Domestic team information
- 1880/81–1896/97: Otago
- Source: CricInfo, 20 May 2016

= William Parker (New Zealand cricketer) =

New Zealand cricketer

William Henry Parker (13 October 1862 – 11 September 1930) was an Australian-born cricketer. He played 25 first-class matches in New Zealand for Otago between the 1880–81 and 1896–97 seasons.

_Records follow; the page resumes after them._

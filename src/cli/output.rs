use anyhow::Result;
use clap::ValueEnum;
use serde::Serialize;

#[derive(Clone, Copy, Debug, ValueEnum)]
pub enum OutputFormat {
    Human,
    Json,
    Yaml,
}

/// Prints `value` as JSON or YAML; `human` falls back to the given renderer.
pub fn emit<T: Serialize>(format: OutputFormat, value: &T, human: impl FnOnce(&T)) -> Result<()> {
    match format {
        OutputFormat::Human => human(value),
        OutputFormat::Json => println!("{}", serde_json::to_string_pretty(value)?),
        OutputFormat::Yaml => print!("{}", serde_yaml::to_string(value)?),
    }
    Ok(())
}
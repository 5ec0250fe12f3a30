use std::path::{Path, PathBuf};
use std::sync::Arc;

use anyhow::{Context, Result};
use async_trait::async_trait;
use digest_outbound::{
    ChatSummaryProvider, DeliveryReceipt, HttpNotifier, NotificationRequest, Notifier,
    OutboundError, OutboundResult,
};
use game_timeline::{TimelinePolicyHandle, TimelineService};
use stats_api::StatsClient;
use tokio::sync::OnceCell;

use crate::config::AppConfig;
use crate::digest::DigestRunner;

pub struct CliContext {
    config: Arc<AppConfig>,
    config_path: PathBuf,
    timeline: OnceCell<Arc<TimelineService>>,
}

impl CliContext {
    pub fn new(config: AppConfig, config_path: PathBuf) -> Self {
        Self {
            config: Arc::new(config),
            config_path,
            timeline: OnceCell::new(),
        }
    }

    pub fn config(&self) -> &AppConfig {
        self.config.as_ref()
    }

    pub fn config_path(&self) -> &Path {
        &self.config_path
    }

    /// Timeline service over the live statistics API, built on first use.
    pub async fn timeline(&self) -> Result<Arc<TimelineService>> {
        self.timeline
            .get_or_try_init(|| async {
                let client =
                    StatsClient::new(&self.config.stats).context("building stats client")?;
                let policy = TimelinePolicyHandle::new_with(self.config.timeline.clone());
                Ok::<_, anyhow::Error>(Arc::new(TimelineService::with_client(client, policy)))
            })
            .await
            .map(Arc::clone)
    }

    /// A dry run tolerates a missing notify endpoint since nothing is sent.
    pub async fn digest_runner(&self, dry_run: bool) -> Result<DigestRunner> {
        let timeline = self.timeline().await?;
        let summaries = ChatSummaryProvider::new(self.config.summary.clone())
            .context("building summary provider")?;
        let notifier: Arc<dyn Notifier> = if dry_run && self.config.notify.endpoint.is_none() {
            Arc::new(Undeliverable)
        } else {
            Arc::new(HttpNotifier::new(&self.config.notify).context("building notifier")?)
        };
        Ok(DigestRunner::new(
            timeline,
            Arc::new(summaries),
            notifier,
            self.config.notify.sender.clone(),
            self.config.notify.video_host.clone(),
        ))
    }
}

struct Undeliverable;

#[async_trait]
impl Notifier for Undeliverable {
    async fn deliver(&self, _request: &NotificationRequest) -> OutboundResult<DeliveryReceipt> {
        Err(OutboundError::invalid_config("notify.endpoint is not set"))
    }
}
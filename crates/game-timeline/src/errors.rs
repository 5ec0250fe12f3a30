use thiserror::Error;

#[derive(Debug, Error)]
pub enum TlError {
    #[error("invalid argument: {0}")]
    InvalidArg(String),
    #[error("no game found for {0}")]
    NoGameFound(String),
    #[error("statistics service unavailable: {0}")]
    Upstream(String),
    #[error("malformed statistics response: {0}")]
    Malformed(String),
    #[error("snapshot at timecode {timecode} failed: {reason}")]
    SnapshotFailed { timecode: String, reason: String },
    #[error("export line exceeds the configured byte budget")]
    Oversize,
    #[error("internal error: {0}")]
    Internal(String),
    #[error(transparent)]
    Io(#[from] std::io::Error),
}

impl TlError {
    /// True when the run produced no usable data rather than hitting a fault in this crate.
    pub fn is_no_data(&self) -> bool {
        matches!(
            self,
            TlError::NoGameFound(_)
                | TlError::Upstream(_)
                | TlError::Malformed(_)
                | TlError::SnapshotFailed { .. }
        )
    }
}

pub type TlResult<T> = Result<T, TlError>;
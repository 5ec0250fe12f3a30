pub mod fetch;
pub mod plan;

pub use fetch::{fetch_snapshots, fetch_snapshots_at};
pub use plan::{build_plan, FetchPlan};
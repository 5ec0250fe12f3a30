//! Static image locations for players and teams. These are pure URL
//! builders; the images are never fetched.

use crate::errors::{StatsApiError, StatsResult};

const HEADSHOT_BASE: &str = "https://img.mlbstatic.com/mlb-photos/image/upload/w_213,d_people:generic::headshot:silo:current.png,q_auto:best,f_auto/v1/people";
const LOGO_BASE: &str = "https://www.mlbstatic.com/team-logos";

pub fn headshot_url(person_id: u64) -> String {
    format!("{HEADSHOT_BASE}/{person_id}/headshot/67/current")
}

pub fn team_logo_url(team_id: u64, theme: &str) -> StatsResult<String> {
    match theme {
        "light" => Ok(format!("{LOGO_BASE}/{team_id}.svg")),
        "dark" => Ok(format!("{LOGO_BASE}/team-cap-on-dark/{team_id}.svg")),
        other => Err(StatsApiError::InvalidArg(format!(
            "unknown logo theme '{other}', expected light or dark"
        ))),
    }
}

#[cfg(test)]
mod tests {
    use super::*;

    #[test]
    fn logo_theme_is_validated() {
        assert!(team_logo_url(147, "light").unwrap().ends_with("/147.svg"));
        assert!(team_logo_url(147, "sepia").is_err());
    }

    #[test]
    fn headshot_embeds_person_id() {
        assert!(headshot_url(660271).contains("/people/660271/headshot/"));
    }
}
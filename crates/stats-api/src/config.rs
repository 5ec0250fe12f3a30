use serde::{Deserialize, Serialize};
use std::time::Duration;

pub const DEFAULT_BASE_URL: &str = "https://statsapi.mlb.com/api";
pub const MLB_SPORT_ID: u32 = 1;

#[derive(Debug, Clone, Serialize, Deserialize)]
#[serde(default)]
pub struct StatsApiConfig {
    /// Root of the versioned API, without the `/v1` segment.
    pub base_url: String,
    pub sport_id: u32,
    pub timeout_secs: u64,
    pub user_agent: String,
}

impl Default for StatsApiConfig {
    fn default() -> Self {
        Self {
            base_url: DEFAULT_BASE_URL.to_string(),
            sport_id: MLB_SPORT_ID,
            timeout_secs: 30,
            user_agent: format!("diamond-digest/{}", env!("CARGO_PKG_VERSION")),
        }
    }
}

impl StatsApiConfig {
    pub fn with_base_url(base_url: impl Into<String>) -> Self {
        Self {
            base_url: base_url.into(),
            ..Self::default()
        }
    }

    pub fn timeout(&self) -> Duration {
        Duration::from_secs(self.timeout_secs.max(1))
    }
}
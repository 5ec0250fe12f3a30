pub mod jsonl;

pub use jsonl::{build_lines, serialize_lines, write_lines};
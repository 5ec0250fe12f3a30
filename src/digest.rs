//! One digest run: find the game, ground the summary, deliver it.

use std::sync::Arc;
use std::time::Instant;

use digest_outbound::{
    DeliveryReceipt, DigestCopy, NotificationRequest, Notifier, OutboundError, Recipient,
    SummaryProvider, SummaryRequest,
};
use game_timeline::{
    GameContext, GameReference, GameTimeline, NotablePlaySelection, Subject, TlError,
};
use serde::{Deserialize, Serialize};
use stats_api::assets;
use thiserror::Error;
use tracing::{info, warn};

#[derive(Debug, Error)]
pub enum DigestError {
    #[error(transparent)]
    Timeline(#[from] TlError),
    #[error(transparent)]
    Outbound(#[from] OutboundError),
}

#[derive(Debug, Clone, Serialize, Deserialize)]
pub struct DigestRequest {
    pub email: String,
    pub first_name: String,
    pub family_name: String,
    pub language: String,
    pub subject: Subject,
    /// Team whose details ground a player digest.
    pub team_id: Option<u64>,
    pub season: Option<String>,
    pub persona: Option<String>,
    /// Overrides the recap image, headshot or logo as the attached media.
    pub media_url: Option<String>,
    pub dry_run: bool,
}

#[derive(Debug, Clone, Serialize)]
pub struct DigestOutcome {
    pub game: GameReference,
    pub selection: Option<NotablePlaySelection>,
    pub summary: SummaryRequest,
    pub copy: DigestCopy,
    pub notification: NotificationRequest,
    /// `None` on a dry run.
    pub receipt: Option<DeliveryReceipt>,
}

pub struct DigestRunner {
    timeline: Arc<dyn GameTimeline>,
    summaries: Arc<dyn SummaryProvider>,
    notifier: Arc<dyn Notifier>,
    sender: String,
    video_host: String,
}

impl DigestRunner {
    pub fn new(
        timeline: Arc<dyn GameTimeline>,
        summaries: Arc<dyn SummaryProvider>,
        notifier: Arc<dyn Notifier>,
        sender: impl Into<String>,
        video_host: impl Into<String>,
    ) -> Self {
        Self {
            timeline,
            summaries,
            notifier,
            sender: sender.into(),
            video_host: video_host.into(),
        }
    }

    pub async fn run(&self, request: DigestRequest) -> Result<DigestOutcome, DigestError> {
        let started = Instant::now();
        let result = self.run_inner(&request).await;
        match &result {
            Ok(outcome) => info!(
                subject = %request.subject,
                game_pk = outcome.game.game_pk,
                dry_run = request.dry_run,
                latency_ms = started.elapsed().as_millis() as u64,
                "digest run finished"
            ),
            Err(err) => warn!(
                subject = %request.subject,
                error = %err,
                latency_ms = started.elapsed().as_millis() as u64,
                "digest run failed"
            ),
        }
        result
    }

    async fn run_inner(&self, request: &DigestRequest) -> Result<DigestOutcome, DigestError> {
        let (game, notable_events, selection, team_id) = match request.subject {
            Subject::Player(player_id) => {
                let game = match &request.season {
                    Some(season) => Some(
                        self.timeline
                            .locate(request.subject, Some(season.as_str()))
                            .await?,
                    ),
                    None => None,
                };
                let report = self.timeline.highlights(player_id, game).await?;
                let narrated = report.notable_events.iter().map(|e| e.narrate()).collect();
                (report.game, narrated, Some(report.selection), request.team_id)
            }
            Subject::Team(team_id) => {
                let game = self
                    .timeline
                    .locate(request.subject, request.season.as_deref())
                    .await?;
                (game, Vec::new(), None, Some(team_id))
            }
        };

        let context = self.timeline.game_context(game.clone(), team_id).await?;
        let summary = summary_request(request, &context, notable_events);
        let copy = self.summaries.summarize(&summary).await?;

        let recipient = Recipient {
            email: &request.email,
            first_name: &request.first_name,
            last_name: &request.family_name,
            language: &request.language,
        };
        let play_id = selection.as_ref().and_then(NotablePlaySelection::play_id);
        let notification = NotificationRequest::compose(&self.sender, &recipient, &copy)
            .with_media_url(media_url(request, &context))
            .with_play(&self.video_host, play_id);

        let receipt = if request.dry_run {
            None
        } else {
            Some(self.notifier.deliver(&notification).await?)
        };

        Ok(DigestOutcome {
            game,
            selection,
            summary,
            copy,
            notification,
            receipt,
        })
    }
}

/// Explicit media, else the recap image, else the subject's headshot or logo.
fn media_url(request: &DigestRequest, context: &GameContext) -> Option<String> {
    request
        .media_url
        .clone()
        .or_else(|| context.recap.image_url.clone())
        .or_else(|| match request.subject {
            Subject::Player(player_id) => Some(assets::headshot_url(player_id)),
            Subject::Team(team_id) => assets::team_logo_url(team_id, "light").ok(),
        })
}

fn summary_request(
    request: &DigestRequest,
    context: &GameContext,
    notable_events: Vec<String>,
) -> SummaryRequest {
    let team = context.team.as_ref();
    SummaryRequest {
        first_name: request.first_name.clone(),
        family_name: request.family_name.clone(),
        language: request.language.clone(),
        persona: request.persona.clone(),
        subject_label: request.subject.to_string(),
        team_name: team.and_then(|t| t.name.clone()),
        team_abbreviation: team.and_then(|t| t.abbreviation.clone()),
        home_team: context.game.home_team.clone(),
        away_team: context.game.away_team.clone(),
        headline: context.recap.headline.clone(),
        body: context.recap.body.clone(),
        notable_events,
    }
}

Parker was born at Collingwood in Melbourne, Victoria in 1862. He was a noted boxer in the youth, and was trained by Jem Mace who encouraged Parker to become a professional, although Parker chose to pursue his business opportunities instead.
He played club cricket for Albion Cricket Club and Grange Cricket Club in Dunedin and made his representative debut for Otago in February 1881, scoring seven runs and not taking a wicket in a match against Canterbury at Christchurch. He went on to play regularly for the side in provincial cricket from the 1883–84 season, scoring 412 runs and taking 31 wickets in a total of 25 first-class matches. He captained Otago in some matches and after his death the members of Albion, one of his former clubs, noted that Parker had been "one of the best players that Otago ever had".

Professionally Parker worked in the tanning industry, owning a tannery in the North East Valley area of Dunedin. He also umpired first-class matches. He died at Dunedin in 1930 at the age of 67.